Stored data
-- Opening Marker --

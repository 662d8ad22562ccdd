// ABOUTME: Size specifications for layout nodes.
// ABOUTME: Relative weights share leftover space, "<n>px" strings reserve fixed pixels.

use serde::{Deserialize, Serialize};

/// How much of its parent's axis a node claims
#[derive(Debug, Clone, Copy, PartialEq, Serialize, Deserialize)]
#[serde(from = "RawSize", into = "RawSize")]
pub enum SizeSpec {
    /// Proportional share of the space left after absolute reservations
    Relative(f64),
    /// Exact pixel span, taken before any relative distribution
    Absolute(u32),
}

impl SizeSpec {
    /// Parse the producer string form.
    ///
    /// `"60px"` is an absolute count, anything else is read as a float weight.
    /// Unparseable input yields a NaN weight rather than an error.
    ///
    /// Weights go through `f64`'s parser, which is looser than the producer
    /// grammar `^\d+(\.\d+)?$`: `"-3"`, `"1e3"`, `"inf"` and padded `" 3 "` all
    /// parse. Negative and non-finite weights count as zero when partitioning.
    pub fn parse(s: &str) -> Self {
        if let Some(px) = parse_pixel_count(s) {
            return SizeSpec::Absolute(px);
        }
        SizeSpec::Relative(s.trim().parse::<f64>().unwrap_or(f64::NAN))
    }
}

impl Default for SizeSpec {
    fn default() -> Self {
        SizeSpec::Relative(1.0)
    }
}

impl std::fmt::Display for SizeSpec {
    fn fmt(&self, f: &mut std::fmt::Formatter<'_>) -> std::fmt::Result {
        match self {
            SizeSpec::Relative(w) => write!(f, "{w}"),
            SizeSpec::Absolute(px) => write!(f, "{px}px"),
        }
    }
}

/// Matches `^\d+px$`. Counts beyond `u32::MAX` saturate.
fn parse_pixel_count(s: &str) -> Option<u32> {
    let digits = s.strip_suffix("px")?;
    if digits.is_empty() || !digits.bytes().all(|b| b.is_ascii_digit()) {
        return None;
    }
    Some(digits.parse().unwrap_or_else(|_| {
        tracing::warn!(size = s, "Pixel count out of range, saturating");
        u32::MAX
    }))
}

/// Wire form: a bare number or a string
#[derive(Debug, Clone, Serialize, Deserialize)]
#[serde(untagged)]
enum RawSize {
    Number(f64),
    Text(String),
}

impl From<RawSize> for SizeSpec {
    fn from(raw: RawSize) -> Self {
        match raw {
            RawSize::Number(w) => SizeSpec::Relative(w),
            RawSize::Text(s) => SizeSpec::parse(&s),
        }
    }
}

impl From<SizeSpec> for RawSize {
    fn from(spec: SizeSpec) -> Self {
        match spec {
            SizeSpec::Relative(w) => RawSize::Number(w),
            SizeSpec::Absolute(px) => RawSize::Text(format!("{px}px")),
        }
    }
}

-- Closing Marker --

▶ Exercise details
What's needed is an exact copy of every entry.

▶ Answer space
repository 662d8ad22562ccdd
// ABOUTME: Size specifications for layout nodes.
// ABOUTME: Relative weights share leftover space, "<n>px" strings reserve fixed pixels.

use serde::{Deserialize, Serialize};

/// How much of its parent's axis a node claims
#[derive(Debug, Clone, Copy, PartialEq, Serialize, Deserialize)]
#[serde(from = "RawSize", into = "RawSize")]
pub enum SizeSpec {
    /// Proportional share of the space left after absolute reservations
    Relative(f64),
    /// Exact pixel span, taken before any relative distribution
    Absolute(u32),
}

impl SizeSpec {
    /// Parse the producer string form.
    ///
    /// `"60px"` is an absolute count, anything else is read as a float weight.
    /// Unparseable input yields a NaN weight rather than an error.
    ///
    /// Weights go through `f64`'s parser, which is looser than the producer
    /// grammar `^\d+(\.\d+)?$`: `"-3"`, `"1e3"`, `"inf"` and padded `" 3 "` all
    /// parse. Negative and non-finite weights count as zero when partitioning.
    pub fn parse(s: &str) -> Self {
        if let Some(px) = parse_pixel_count(s) {
            return SizeSpec::Absolute(px);
        }
        SizeSpec::Relative(s.trim().parse::<f64>().unwrap_or(f64::NAN))
    }
}

impl Default for SizeSpec {
    fn default() -> Self {
        SizeSpec::Relative(1.0)
    }
}

impl std::fmt::Display for SizeSpec {
    fn fmt(&self, f: &mut std::fmt::Formatter<'_>) -> std::fmt::Result {
        match self {
            SizeSpec::Relative(w) => write!(f, "{w}"),
            SizeSpec::Absolute(px) => write!(f, "{px}px"),
        }
    }
}

/// Matches `^\d+px$`. Counts beyond `u32::MAX` saturate.
fn parse_pixel_count(s: &str) -> Option<u32> {
    let digits = s.strip_suffix("px")?;
    if digits.is_empty() || !digits.bytes().all(|b| b.is_ascii_digit()) {
        return None;
    }
    Some(digits.parse().unwrap_or_else(|_| {
        tracing::warn!(size = s, "Pixel count out of range, saturating");
        u32::MAX
    }))
}

/// Wire form: a bare number or a string
#[derive(Debug, Clone, Serialize, Deserialize)]
#[serde(untagged)]
enum RawSize {
    Number(f64),
    Text(String),
}

impl From<RawSize> for SizeSpec {
    fn from(raw: RawSize) -> Self {
        match raw {
            RawSize::Number(w) => SizeSpec::Relative(w),
            RawSize::Text(s) => SizeSpec::parse(&s),
        }
    }
}

impl From<SizeSpec> for RawSize {
    fn from(spec: SizeSpec) -> Self {
        match spec {
            SizeSpec::Relative(w) => RawSize::Number(w),
            SizeSpec::Absolute(px) => RawSize::Text(format!("{px}px")),
        }
    }
}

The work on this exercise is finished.